(PROVIDED RECORDS)

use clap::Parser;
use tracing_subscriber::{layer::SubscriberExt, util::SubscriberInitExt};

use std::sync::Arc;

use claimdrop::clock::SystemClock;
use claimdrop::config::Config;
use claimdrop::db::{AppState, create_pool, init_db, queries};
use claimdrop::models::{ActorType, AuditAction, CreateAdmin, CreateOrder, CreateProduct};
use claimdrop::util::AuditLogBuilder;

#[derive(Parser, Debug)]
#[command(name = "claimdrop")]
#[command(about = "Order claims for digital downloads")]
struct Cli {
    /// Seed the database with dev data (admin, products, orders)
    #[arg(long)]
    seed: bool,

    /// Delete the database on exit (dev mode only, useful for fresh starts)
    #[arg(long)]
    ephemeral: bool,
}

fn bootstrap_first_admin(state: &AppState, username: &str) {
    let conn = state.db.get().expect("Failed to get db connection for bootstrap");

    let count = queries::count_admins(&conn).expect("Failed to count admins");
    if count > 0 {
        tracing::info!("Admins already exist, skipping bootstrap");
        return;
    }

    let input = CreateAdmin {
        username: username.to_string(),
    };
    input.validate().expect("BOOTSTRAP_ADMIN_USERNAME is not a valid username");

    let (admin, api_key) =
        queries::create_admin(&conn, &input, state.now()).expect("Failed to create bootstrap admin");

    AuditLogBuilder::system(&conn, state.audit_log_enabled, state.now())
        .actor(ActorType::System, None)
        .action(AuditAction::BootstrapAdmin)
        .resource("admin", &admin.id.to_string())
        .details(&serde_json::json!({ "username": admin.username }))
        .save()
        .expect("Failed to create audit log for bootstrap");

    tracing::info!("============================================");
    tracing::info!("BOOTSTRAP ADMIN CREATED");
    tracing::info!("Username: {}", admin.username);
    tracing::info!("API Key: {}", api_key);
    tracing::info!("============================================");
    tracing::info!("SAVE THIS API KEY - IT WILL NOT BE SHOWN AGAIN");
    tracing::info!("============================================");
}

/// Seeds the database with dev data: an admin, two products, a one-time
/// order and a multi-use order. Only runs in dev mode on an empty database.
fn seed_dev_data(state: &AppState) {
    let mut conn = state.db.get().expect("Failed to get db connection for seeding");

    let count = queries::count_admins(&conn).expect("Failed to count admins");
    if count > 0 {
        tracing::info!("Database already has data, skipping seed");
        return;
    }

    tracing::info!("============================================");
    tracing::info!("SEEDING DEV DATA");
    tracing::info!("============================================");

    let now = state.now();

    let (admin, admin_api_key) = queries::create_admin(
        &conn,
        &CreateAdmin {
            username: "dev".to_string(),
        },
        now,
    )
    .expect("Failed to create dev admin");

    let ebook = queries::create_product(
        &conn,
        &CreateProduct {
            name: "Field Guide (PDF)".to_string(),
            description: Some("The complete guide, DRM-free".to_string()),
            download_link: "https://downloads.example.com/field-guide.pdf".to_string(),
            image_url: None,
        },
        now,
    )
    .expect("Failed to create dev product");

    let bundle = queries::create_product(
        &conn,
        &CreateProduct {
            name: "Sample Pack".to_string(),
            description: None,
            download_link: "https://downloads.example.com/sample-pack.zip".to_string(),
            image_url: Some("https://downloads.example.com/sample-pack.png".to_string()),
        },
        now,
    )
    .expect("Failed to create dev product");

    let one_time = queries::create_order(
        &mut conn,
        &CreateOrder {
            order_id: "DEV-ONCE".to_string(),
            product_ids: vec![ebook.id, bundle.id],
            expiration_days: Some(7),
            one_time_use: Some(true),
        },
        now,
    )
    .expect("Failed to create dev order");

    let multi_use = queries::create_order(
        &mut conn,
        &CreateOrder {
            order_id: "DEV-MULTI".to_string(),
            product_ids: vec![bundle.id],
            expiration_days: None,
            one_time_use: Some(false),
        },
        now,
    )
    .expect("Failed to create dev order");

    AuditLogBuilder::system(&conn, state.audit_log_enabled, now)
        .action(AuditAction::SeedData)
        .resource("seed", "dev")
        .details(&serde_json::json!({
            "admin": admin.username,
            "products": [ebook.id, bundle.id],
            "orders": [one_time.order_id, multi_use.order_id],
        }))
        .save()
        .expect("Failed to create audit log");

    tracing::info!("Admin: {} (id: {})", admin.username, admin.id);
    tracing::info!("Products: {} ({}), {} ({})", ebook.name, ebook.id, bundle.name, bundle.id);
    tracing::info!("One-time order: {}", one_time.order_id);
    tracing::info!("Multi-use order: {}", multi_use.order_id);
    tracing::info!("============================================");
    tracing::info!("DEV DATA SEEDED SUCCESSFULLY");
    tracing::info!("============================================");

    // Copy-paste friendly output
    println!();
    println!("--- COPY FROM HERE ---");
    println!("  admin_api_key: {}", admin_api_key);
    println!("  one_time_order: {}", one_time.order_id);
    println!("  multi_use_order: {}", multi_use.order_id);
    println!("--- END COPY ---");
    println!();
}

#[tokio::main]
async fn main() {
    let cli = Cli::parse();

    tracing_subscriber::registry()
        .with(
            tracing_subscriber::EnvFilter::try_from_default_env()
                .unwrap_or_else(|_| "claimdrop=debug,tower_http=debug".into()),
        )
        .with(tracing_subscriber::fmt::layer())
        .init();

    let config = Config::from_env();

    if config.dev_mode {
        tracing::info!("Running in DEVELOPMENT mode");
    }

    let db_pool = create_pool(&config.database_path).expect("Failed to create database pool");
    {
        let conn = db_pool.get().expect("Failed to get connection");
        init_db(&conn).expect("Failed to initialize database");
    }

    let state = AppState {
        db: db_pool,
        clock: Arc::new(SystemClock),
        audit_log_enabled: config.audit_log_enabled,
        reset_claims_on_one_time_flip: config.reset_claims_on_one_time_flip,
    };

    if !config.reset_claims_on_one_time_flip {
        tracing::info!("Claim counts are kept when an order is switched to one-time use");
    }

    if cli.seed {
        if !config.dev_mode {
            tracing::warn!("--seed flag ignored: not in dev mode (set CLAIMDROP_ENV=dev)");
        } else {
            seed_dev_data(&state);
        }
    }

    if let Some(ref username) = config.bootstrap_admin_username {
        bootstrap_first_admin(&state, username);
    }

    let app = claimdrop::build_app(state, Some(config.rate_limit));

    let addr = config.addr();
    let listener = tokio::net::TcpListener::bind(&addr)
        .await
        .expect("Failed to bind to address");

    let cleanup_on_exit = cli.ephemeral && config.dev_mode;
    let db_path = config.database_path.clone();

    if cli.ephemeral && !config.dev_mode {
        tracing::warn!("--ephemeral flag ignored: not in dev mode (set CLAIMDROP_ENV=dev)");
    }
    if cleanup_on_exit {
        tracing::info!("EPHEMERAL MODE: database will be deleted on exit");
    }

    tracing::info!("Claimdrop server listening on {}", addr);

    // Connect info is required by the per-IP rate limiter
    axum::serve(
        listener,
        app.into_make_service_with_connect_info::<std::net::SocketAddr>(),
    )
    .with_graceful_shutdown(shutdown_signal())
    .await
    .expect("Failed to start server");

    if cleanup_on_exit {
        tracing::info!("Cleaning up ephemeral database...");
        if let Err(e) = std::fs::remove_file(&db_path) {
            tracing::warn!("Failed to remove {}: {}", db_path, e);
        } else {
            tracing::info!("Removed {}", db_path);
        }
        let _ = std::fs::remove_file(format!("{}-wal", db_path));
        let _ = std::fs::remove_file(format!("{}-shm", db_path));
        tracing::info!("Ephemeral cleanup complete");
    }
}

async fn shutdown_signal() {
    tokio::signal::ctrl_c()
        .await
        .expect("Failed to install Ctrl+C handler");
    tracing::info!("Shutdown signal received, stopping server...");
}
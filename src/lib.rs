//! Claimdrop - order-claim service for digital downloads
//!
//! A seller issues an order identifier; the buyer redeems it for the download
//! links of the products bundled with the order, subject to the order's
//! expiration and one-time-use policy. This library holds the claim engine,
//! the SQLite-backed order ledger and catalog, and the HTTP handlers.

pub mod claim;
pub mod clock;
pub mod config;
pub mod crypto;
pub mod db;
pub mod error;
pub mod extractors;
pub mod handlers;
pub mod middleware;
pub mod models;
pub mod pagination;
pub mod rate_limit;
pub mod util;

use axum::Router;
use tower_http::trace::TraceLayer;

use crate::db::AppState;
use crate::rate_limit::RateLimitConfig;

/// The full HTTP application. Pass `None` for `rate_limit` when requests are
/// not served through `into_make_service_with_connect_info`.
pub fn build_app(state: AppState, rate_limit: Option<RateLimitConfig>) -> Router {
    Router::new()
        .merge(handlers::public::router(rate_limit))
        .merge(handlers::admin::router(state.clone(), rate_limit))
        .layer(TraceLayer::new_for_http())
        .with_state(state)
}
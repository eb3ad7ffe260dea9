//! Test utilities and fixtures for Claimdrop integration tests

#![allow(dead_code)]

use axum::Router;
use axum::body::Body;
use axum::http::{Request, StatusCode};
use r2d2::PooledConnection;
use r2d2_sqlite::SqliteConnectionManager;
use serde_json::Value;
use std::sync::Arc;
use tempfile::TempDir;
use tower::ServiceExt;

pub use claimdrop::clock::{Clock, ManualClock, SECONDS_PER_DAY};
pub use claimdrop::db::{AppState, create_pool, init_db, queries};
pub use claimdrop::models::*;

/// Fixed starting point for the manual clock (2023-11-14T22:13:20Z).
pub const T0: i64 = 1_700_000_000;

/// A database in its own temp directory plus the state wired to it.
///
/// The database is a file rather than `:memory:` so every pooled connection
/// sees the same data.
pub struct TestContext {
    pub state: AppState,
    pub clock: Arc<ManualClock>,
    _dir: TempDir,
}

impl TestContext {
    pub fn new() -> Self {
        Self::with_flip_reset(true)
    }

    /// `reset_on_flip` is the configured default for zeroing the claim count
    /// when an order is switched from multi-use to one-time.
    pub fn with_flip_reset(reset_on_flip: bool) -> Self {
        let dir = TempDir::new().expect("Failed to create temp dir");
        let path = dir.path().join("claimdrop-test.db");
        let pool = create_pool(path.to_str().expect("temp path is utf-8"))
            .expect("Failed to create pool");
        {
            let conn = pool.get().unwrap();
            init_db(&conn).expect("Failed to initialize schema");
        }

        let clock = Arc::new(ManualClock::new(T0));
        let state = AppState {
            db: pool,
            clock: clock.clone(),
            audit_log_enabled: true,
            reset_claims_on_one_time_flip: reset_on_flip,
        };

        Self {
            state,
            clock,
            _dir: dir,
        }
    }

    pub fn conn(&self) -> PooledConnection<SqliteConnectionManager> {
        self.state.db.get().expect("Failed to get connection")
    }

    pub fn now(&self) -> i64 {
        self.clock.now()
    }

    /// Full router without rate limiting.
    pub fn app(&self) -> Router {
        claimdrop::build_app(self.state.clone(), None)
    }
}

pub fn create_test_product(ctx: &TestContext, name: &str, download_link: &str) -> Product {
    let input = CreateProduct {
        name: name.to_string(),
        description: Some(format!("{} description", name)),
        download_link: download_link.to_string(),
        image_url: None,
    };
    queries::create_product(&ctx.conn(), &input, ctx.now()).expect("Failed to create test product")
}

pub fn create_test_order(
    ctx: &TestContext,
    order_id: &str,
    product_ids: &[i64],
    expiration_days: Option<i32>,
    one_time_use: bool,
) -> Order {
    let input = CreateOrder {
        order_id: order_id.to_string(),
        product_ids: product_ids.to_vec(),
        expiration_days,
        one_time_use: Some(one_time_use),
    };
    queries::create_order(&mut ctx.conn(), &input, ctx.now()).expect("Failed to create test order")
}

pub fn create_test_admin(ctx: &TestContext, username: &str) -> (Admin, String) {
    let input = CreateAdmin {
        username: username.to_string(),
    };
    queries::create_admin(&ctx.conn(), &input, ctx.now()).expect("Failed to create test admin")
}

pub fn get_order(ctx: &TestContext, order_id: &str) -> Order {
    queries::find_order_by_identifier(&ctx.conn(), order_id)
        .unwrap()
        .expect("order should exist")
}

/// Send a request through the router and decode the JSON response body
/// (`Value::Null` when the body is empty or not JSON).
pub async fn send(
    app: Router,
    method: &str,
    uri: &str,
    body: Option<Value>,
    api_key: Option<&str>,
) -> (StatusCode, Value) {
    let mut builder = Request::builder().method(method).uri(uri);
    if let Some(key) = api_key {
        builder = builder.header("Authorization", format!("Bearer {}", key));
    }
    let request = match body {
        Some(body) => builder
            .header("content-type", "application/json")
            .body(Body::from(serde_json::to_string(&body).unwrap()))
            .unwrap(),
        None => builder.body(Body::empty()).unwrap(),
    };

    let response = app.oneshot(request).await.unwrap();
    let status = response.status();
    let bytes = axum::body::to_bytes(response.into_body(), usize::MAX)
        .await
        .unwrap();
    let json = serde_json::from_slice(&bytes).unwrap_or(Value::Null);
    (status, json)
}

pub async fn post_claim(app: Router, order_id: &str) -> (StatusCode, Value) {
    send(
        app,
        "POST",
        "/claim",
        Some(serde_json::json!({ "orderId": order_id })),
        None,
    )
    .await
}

(End PROVIDED RECORDS)

Where the string "https" appears in a line of the listing, copy that line.

            download_link: "https://downloads.example.com/field-guide.pdf".to_string(),
            download_link: "https://downloads.example.com/sample-pack.zip".to_string(),
            image_url: Some("https://downloads.example.com/sample-pack.png".to_string()),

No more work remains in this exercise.